- [Dataset entries]:
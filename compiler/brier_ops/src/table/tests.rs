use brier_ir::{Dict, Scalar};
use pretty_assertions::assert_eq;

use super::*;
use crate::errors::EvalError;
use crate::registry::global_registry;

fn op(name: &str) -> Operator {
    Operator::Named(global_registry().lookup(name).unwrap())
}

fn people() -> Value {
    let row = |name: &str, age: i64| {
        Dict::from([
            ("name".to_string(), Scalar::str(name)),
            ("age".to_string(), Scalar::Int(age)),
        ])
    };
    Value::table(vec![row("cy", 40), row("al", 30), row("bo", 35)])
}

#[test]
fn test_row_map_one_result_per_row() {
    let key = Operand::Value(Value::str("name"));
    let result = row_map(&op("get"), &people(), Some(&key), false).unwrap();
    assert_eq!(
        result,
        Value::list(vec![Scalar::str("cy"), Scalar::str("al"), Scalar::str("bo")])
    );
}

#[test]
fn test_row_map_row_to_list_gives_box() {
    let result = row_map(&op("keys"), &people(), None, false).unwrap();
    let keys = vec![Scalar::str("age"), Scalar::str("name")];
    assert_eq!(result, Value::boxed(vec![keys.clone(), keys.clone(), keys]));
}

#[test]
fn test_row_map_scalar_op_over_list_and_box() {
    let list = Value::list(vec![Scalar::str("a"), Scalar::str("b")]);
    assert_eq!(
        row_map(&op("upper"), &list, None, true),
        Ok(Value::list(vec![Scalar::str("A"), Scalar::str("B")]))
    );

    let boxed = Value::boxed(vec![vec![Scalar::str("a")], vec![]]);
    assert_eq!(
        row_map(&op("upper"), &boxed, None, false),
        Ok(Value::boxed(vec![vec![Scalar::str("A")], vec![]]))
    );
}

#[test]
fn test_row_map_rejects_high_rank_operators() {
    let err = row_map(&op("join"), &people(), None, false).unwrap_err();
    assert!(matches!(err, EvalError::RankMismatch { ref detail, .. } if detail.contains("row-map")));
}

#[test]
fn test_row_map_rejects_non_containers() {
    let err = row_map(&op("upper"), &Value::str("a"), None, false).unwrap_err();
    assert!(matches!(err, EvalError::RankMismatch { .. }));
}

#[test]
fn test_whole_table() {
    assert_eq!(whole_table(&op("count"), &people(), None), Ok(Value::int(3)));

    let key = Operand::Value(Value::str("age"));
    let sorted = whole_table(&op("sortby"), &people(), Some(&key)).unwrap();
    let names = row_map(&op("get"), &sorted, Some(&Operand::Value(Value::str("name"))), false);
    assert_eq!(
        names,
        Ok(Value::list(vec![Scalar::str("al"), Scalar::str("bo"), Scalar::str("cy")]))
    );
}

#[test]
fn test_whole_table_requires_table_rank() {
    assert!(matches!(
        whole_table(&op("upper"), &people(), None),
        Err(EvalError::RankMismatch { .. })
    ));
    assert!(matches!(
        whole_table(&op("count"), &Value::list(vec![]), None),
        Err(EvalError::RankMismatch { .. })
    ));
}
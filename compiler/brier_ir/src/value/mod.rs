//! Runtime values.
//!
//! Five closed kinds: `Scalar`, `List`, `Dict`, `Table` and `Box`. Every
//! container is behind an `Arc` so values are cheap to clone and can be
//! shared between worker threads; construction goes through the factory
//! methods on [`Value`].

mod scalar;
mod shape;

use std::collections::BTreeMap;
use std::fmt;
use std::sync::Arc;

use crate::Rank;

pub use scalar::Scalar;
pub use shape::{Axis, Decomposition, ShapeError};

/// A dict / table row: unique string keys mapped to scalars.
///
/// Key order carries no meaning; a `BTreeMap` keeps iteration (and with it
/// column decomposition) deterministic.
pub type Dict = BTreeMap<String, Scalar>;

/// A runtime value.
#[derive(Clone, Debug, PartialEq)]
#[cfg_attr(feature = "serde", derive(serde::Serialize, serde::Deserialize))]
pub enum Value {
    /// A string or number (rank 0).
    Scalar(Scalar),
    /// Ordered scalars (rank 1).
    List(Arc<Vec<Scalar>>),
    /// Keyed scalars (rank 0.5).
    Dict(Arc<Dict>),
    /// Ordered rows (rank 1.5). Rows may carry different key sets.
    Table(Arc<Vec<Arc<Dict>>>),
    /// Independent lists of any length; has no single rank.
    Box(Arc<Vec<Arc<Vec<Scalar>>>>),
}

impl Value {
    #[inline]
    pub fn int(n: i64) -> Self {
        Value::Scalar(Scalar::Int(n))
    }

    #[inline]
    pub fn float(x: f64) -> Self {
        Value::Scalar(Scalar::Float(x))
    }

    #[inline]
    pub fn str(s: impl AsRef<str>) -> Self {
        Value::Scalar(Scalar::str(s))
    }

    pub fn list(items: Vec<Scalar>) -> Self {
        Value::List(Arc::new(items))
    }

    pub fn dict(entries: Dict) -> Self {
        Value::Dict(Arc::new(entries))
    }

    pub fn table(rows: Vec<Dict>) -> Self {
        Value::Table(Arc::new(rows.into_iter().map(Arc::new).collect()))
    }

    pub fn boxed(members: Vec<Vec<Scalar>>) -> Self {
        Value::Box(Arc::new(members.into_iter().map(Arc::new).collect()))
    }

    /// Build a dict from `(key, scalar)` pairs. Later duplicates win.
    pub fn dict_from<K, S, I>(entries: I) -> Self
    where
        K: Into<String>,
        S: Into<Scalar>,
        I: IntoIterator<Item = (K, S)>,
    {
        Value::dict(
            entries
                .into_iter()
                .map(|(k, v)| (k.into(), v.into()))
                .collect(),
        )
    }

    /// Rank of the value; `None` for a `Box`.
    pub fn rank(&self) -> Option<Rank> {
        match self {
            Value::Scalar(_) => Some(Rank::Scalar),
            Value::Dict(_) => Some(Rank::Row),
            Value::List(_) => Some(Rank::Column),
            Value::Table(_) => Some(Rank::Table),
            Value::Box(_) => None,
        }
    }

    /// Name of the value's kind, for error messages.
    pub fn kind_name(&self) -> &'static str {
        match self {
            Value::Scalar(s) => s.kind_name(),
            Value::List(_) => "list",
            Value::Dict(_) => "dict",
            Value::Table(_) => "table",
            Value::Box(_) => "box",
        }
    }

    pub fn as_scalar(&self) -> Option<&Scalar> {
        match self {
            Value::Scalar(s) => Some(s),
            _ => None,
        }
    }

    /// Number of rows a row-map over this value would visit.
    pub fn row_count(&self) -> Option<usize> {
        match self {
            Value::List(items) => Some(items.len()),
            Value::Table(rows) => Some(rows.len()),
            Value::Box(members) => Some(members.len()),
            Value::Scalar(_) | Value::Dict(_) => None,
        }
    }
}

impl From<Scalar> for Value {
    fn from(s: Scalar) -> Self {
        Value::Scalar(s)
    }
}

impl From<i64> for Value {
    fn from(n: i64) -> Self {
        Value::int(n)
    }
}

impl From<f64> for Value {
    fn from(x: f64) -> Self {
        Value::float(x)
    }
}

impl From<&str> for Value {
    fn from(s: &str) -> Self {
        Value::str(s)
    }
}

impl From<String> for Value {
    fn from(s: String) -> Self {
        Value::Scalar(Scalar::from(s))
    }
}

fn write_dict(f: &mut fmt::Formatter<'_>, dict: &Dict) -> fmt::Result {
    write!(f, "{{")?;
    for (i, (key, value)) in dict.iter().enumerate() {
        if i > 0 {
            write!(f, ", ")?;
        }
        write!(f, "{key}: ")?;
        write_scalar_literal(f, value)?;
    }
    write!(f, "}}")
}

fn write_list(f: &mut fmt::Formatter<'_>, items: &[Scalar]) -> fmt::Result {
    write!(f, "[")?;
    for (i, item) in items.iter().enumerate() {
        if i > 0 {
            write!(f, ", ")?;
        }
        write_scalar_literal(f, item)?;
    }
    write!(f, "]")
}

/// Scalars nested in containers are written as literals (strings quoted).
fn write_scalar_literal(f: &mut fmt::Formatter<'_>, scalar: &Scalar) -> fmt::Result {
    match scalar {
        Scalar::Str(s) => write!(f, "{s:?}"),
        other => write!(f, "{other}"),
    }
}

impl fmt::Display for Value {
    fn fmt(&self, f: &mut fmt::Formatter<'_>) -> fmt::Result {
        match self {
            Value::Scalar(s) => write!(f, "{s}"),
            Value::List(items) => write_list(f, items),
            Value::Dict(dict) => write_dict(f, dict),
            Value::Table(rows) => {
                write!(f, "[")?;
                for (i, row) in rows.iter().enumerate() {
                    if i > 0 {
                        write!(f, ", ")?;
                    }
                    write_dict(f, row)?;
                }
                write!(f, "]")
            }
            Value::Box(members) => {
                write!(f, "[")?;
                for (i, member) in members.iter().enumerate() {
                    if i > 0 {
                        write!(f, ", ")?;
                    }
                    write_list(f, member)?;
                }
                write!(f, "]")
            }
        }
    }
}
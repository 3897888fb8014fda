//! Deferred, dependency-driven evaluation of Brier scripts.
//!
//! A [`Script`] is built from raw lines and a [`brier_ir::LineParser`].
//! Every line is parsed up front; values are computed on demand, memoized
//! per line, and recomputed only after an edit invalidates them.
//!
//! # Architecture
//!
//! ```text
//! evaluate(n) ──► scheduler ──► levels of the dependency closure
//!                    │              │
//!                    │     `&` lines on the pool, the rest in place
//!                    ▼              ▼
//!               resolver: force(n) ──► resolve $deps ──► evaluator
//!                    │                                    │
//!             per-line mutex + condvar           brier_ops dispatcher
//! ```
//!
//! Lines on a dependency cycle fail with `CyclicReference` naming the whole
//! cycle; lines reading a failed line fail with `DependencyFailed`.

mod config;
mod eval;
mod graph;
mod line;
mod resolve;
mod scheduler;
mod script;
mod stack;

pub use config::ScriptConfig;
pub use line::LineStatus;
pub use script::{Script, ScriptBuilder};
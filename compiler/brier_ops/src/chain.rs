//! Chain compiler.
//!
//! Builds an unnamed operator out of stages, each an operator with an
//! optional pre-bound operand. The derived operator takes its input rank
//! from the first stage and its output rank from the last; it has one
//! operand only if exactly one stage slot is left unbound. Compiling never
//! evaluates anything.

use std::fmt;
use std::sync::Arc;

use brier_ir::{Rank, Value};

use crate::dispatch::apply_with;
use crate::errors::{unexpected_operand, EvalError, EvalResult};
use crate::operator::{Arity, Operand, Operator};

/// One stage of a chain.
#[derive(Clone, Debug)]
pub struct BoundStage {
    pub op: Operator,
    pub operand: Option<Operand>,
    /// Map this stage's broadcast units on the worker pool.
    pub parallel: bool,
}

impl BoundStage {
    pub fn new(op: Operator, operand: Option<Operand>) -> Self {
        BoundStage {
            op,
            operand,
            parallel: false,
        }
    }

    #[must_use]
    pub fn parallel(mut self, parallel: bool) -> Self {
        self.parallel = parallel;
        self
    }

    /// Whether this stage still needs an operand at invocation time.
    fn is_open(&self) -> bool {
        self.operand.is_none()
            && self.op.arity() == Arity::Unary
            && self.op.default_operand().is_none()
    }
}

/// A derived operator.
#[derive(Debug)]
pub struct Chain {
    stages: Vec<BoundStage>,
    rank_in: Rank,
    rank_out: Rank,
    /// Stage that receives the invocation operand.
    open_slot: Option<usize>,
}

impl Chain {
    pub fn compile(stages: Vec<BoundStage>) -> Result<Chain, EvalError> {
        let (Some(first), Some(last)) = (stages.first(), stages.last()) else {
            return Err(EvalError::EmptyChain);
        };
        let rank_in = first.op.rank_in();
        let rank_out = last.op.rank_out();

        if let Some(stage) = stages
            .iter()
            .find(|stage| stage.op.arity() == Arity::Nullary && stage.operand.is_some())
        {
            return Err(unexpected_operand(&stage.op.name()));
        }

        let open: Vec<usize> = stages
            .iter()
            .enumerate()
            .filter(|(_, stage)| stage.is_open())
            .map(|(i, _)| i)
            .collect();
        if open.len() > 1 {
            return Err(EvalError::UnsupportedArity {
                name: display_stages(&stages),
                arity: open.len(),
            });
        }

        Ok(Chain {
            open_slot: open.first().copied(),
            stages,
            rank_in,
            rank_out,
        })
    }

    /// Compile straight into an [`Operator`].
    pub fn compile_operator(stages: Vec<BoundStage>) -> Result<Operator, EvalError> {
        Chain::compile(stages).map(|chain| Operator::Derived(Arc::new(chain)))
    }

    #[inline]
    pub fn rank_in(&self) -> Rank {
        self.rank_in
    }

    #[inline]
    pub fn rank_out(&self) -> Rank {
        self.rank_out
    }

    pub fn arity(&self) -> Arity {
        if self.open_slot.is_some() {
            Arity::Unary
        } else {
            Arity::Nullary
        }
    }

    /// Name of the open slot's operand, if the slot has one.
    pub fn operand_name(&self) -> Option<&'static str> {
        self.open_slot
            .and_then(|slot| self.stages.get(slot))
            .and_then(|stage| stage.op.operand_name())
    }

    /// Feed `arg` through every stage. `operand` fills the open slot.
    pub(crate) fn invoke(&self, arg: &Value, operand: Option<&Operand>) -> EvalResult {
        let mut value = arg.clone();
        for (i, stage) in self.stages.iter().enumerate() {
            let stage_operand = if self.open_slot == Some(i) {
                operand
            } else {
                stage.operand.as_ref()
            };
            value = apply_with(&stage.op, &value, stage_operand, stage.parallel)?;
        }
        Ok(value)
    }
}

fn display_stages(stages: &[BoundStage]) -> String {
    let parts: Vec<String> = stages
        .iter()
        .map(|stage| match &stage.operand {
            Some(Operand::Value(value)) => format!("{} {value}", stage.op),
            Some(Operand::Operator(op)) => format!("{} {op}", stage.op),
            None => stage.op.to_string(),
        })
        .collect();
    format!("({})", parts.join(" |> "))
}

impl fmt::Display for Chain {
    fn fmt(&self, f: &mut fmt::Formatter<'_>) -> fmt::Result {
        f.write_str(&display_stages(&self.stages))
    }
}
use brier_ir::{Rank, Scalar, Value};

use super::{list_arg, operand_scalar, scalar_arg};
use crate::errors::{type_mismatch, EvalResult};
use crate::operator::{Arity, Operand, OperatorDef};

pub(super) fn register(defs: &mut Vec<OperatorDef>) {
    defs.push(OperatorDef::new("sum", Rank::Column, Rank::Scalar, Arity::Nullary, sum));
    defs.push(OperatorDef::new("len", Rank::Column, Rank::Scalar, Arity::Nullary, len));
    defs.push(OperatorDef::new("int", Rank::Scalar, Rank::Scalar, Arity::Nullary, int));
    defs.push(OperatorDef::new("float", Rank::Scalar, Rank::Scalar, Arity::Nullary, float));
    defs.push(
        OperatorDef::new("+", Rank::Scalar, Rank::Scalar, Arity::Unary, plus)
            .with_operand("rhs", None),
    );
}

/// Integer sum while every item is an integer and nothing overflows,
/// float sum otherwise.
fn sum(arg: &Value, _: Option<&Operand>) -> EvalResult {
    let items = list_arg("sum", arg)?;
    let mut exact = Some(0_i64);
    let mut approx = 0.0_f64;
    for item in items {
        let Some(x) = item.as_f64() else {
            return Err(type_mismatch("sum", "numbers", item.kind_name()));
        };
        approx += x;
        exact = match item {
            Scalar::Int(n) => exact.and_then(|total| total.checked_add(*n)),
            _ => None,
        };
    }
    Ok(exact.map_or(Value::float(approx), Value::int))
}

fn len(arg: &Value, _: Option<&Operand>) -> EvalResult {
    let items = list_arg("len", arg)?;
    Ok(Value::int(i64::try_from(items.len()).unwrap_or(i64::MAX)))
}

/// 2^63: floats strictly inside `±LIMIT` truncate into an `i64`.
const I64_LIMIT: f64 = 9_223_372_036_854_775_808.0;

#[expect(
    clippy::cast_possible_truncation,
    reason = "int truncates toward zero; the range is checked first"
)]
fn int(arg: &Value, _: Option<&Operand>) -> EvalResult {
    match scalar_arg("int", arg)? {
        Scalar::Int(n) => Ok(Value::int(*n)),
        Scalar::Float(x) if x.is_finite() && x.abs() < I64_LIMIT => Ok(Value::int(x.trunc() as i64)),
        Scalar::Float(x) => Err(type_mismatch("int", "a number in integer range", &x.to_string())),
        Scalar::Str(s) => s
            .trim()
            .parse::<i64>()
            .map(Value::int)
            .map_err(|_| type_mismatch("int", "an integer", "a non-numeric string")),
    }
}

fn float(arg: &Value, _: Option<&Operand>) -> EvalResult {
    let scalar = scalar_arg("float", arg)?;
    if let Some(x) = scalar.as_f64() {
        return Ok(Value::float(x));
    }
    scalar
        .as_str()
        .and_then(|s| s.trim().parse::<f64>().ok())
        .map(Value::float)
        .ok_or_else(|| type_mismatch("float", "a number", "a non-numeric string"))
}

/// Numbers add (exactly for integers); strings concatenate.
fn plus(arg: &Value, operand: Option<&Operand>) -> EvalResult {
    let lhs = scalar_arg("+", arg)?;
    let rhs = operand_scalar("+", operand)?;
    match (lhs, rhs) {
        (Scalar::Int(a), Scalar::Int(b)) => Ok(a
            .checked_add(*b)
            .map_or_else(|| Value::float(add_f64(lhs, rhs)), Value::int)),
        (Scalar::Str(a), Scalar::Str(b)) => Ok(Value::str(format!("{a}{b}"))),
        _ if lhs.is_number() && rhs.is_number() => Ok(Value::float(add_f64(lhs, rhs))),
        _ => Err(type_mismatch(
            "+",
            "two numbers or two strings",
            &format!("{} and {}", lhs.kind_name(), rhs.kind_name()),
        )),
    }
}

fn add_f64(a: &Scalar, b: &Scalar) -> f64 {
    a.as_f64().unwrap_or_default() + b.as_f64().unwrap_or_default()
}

- [Action item]: Where the word "compiler" appears in a line of the listing, that line is counted once; give the total alone.

- [Your response]: 4